В следующий свой визит дядя Яша заговорщицки подмигнул Валере и кивнул головой, мол, порядок. Увидишь, что будет.
- Юля, скажи, а Володя в каком классе учится? В девятом?
- В десятом. Он на два класса старше Валерика. Валерик в восьмом, а он – в десятом. Он в спортивной школе учится.
- А, да, ты говорила. А в какой, если не секрет?
- Не секрет, в восьмой.
- Подожди, а ты ничего не путаешь?
- Нет, ничего. А что? Почему я путаю?
- Да я знаю эту школу. У меня там один старинный товарищ работает.
- Да? Вот мир воистину тесен! – Юля улыбнулась.
- Тесен-то он тесен, да только школа эта восьмилетка.

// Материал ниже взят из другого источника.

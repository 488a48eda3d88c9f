use std::{fmt, path::PathBuf};

use miette::Diagnostic;
use shardline_lite::backend::error::SnapshotError;
use shardline_sdk::{
    error::{PaginationAborted, SdkError},
    types::ValidationError,
};
use thiserror::Error;

const BUG_HELP: &str = color_print::cstr!(
    "\n<cyan><bold>Looks like you may have encountered a bug!</bold></cyan>\n\n\
     <green> > Rerun with </green><bold>RUST_LOG=debug</bold><green> and include the output \
     when reporting it.</green>
"
);

const VALIDATION_HELP: &str = "Run the command with `--help` to see the accepted values.";

#[derive(Error, Debug, Diagnostic)]
pub enum CliError {
    #[error(transparent)]
    #[diagnostic(transparent)]
    Config(#[from] CliConfigError),

    #[error("Failed to load service state from {}", .0.display())]
    #[diagnostic(help(
        "Remove or fix the file, or point `--state-file` at another location."
    ))]
    LoadState(PathBuf, #[source] SnapshotError),

    #[error("Failed to save service state to {}", .0.display())]
    SaveState(PathBuf, #[source] SnapshotError),

    #[error("{}: {}", .0, .1)]
    #[diagnostic(help("{}", VALIDATION_HELP))]
    Validation(OpKind, #[source] SdkError),

    #[error("{}: {}", .0, .1)]
    Operation(OpKind, #[source] SdkError),

    #[error("{}: {}", .0, .1)]
    #[diagnostic(help("{}", BUG_HELP))]
    Unexpected(OpKind, #[source] SdkError),

    #[error("{kind} after {retrieved} items: {source}")]
    ListingAborted {
        kind: OpKind,
        retrieved: usize,
        #[help]
        resume: Option<String>,
        #[source]
        source: SdkError,
    },
}

impl CliError {
    pub fn op(kind: OpKind, source: SdkError) -> Self {
        match source {
            SdkError::Validation(_) => Self::Validation(kind, source),
            SdkError::Transport { .. } | SdkError::StalledPagination { .. } => {
                Self::Operation(kind, source)
            }
            SdkError::Marshal { .. }
            | SdkError::Unmarshal { .. }
            | SdkError::InvalidResponse { .. } => Self::Unexpected(kind, source),
        }
    }

    /// A listing that failed part way; the help names the cursor to resume from.
    pub fn aborted<C: fmt::Display>(kind: OpKind, aborted: PaginationAborted<C>) -> Self {
        if aborted.retrieved == 0 && aborted.resume_after.is_none() {
            return Self::op(kind, aborted.source);
        }
        Self::ListingAborted {
            kind,
            retrieved: aborted.retrieved,
            resume: aborted
                .resume_after
                .map(|cursor| format!("Rerun with `--start-after {cursor}` to continue.")),
            source: aborted.source,
        }
    }
}

#[derive(Debug, Clone, Copy, strum::AsRefStr)]
#[strum(serialize_all = "title_case")]
pub enum OpKind {
    CreateStream,
    DeleteStream,
    DescribeStream,
    ListShards,
    ListStreams,
    #[strum(serialize = "increase retention period")]
    IncreaseRetention,
    #[strum(serialize = "decrease retention period")]
    DecreaseRetention,
    UpdateShardCount,
    AddTags,
    RemoveTags,
    ListTags,
    DescribeLimits,
}

impl fmt::Display for OpKind {
    fn fmt(&self, f: &mut fmt::Formatter<'_>) -> fmt::Result {
        write!(f, "Failed to {}", self.as_ref().to_lowercase())
    }
}

impl std::error::Error for OpKind {}

#[derive(Debug, Error, Clone, PartialEq, Eq)]
pub enum TagParseError {
    #[error("Invalid tag format: '{value}'. Expected 'key=value'")]
    InvalidFormat { value: String },

    #[error(transparent)]
    Invalid(#[from] ValidationError),
}

#[derive(Error, Debug, Diagnostic)]
pub enum CliConfigError {
    #[error("Failed to find a home for config directory")]
    DirNotFound,

    #[error("Failed to load config file")]
    #[diagnostic(help(
        "Check `~/.config/shardline/config.toml` and any `SHARDLINE_*` environment variables."
    ))]
    Load(#[from] config::ConfigError),

    #[error("Failed to write config file")]
    Write(#[source] std::io::Error),

    #[error("Failed to serialize config")]
    Serialize(#[source] toml::ser::Error),

    #[error("Invalid value '{1}' for config key '{0}'")]
    InvalidValue(String, String),
}

#[cfg(test)]
mod tests {
    use shardline_sdk::{
        error::{PaginationAborted, SdkError},
        transport::Operation,
        types::{Constraint, ValidationError},
    };

    use super::{CliError, OpKind};

    #[test]
    fn op_kind_reads_as_a_failure() {
        assert_eq!(
            OpKind::UpdateShardCount.to_string(),
            "Failed to update shard count"
        );
        assert_eq!(
            OpKind::DecreaseRetention.to_string(),
            "Failed to decrease retention period"
        );
    }

    #[test]
    fn validation_failures_are_their_own_variant() {
        let source = ValidationError::new(
            "ShardCount",
            Constraint::Range { min: 1, max: 100 },
            0,
        );
        let err = CliError::op(OpKind::CreateStream, SdkError::Validation(source.into()));
        assert!(matches!(err, CliError::Validation(OpKind::CreateStream, _)));
        assert!(err.to_string().contains("ShardCount"));
    }

    #[test]
    fn aborted_listing_points_at_the_resume_cursor() {
        let aborted = PaginationAborted {
            retrieved: 3,
            resume_after: Some("orders"),
            source: SdkError::StalledPagination {
                operation: Operation::ListStreams,
            },
        };
        match CliError::aborted(OpKind::ListStreams, aborted) {
            CliError::ListingAborted {
                retrieved, resume, ..
            } => {
                assert_eq!(retrieved, 3);
                assert!(resume.expect("help").contains("--start-after orders"));
            }
            other => panic!("unexpected error: {other:?}"),
        }
    }

    #[test]
    fn failed_first_page_is_a_plain_operation_error() {
        let aborted = PaginationAborted::<&str> {
            retrieved: 0,
            resume_after: None,
            source: SdkError::StalledPagination {
                operation: Operation::ListTagsForStream,
            },
        };
        assert!(matches!(
            CliError::aborted(OpKind::ListTags, aborted),
            CliError::Operation(OpKind::ListTags, _)
        ));
    }
}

- Как – восьмилетка? Это ты что-то путаешь. Он еще в прошлом году говорил, что им новые спортивные костюмы нужны, всякие там снаряжения...
- Юля, вось-ми-лет-ка. И мне это не нравится.
- Я ничего не понимаю... Он что, бросил школу? И нигде не учится, или что? Подождите-подождите, а если восьмилетка, он должен был сказать мне, что перешел в другую школу... Может быть, у них есть класс какой-нибудь специальный... Для особо одаренных мальчиков...
- Вот что. Ты должна с ним поговорить. Это никуда не годится. Мне еще тогда не понравилось, что у мальчика водятся большие бесконтрольные суммы денег. Он может начать играть в карты, выпивать, да все что угодно, вплоть до наркотиков! Ты хотя бы позвони бабке и узнай, где он сейчас учится. Скажи, что тебе надо сведения подать в отдел кадров. Хотя, нет... Не звони. Давай, я завтра сам позвоню и представлюсь нашим отделом кадров. Я все сам узнаю. А то она тебя обольет грязью, а ты и побредешь плакать. Сам все сделаю. Слушай, а ты хоть раз была на родительском собрании?
- Нет, конечно. Меня Ираида Степановна на пушечный выстрел не подпускает. Она считает, что я – плохая мать, и что плохо влияю на сына. И что младшего я практически уже загубила, а уж старшего она мне не отдаст. А я и не сопротивлялась. Я против нее никто. Она – тертый калач, всю жизнь в райкомах да парткомах... Заговорит, перевернет все, нашельмует, и получится, что это меня надо было сажать, а не мужа... Я, конечно, перед Вовкой виновата. Надо было бороться за него. Но, знаешь, он настолько во всем похож на отца, что, если честно, я его тоже как-то побаивалась, что ли.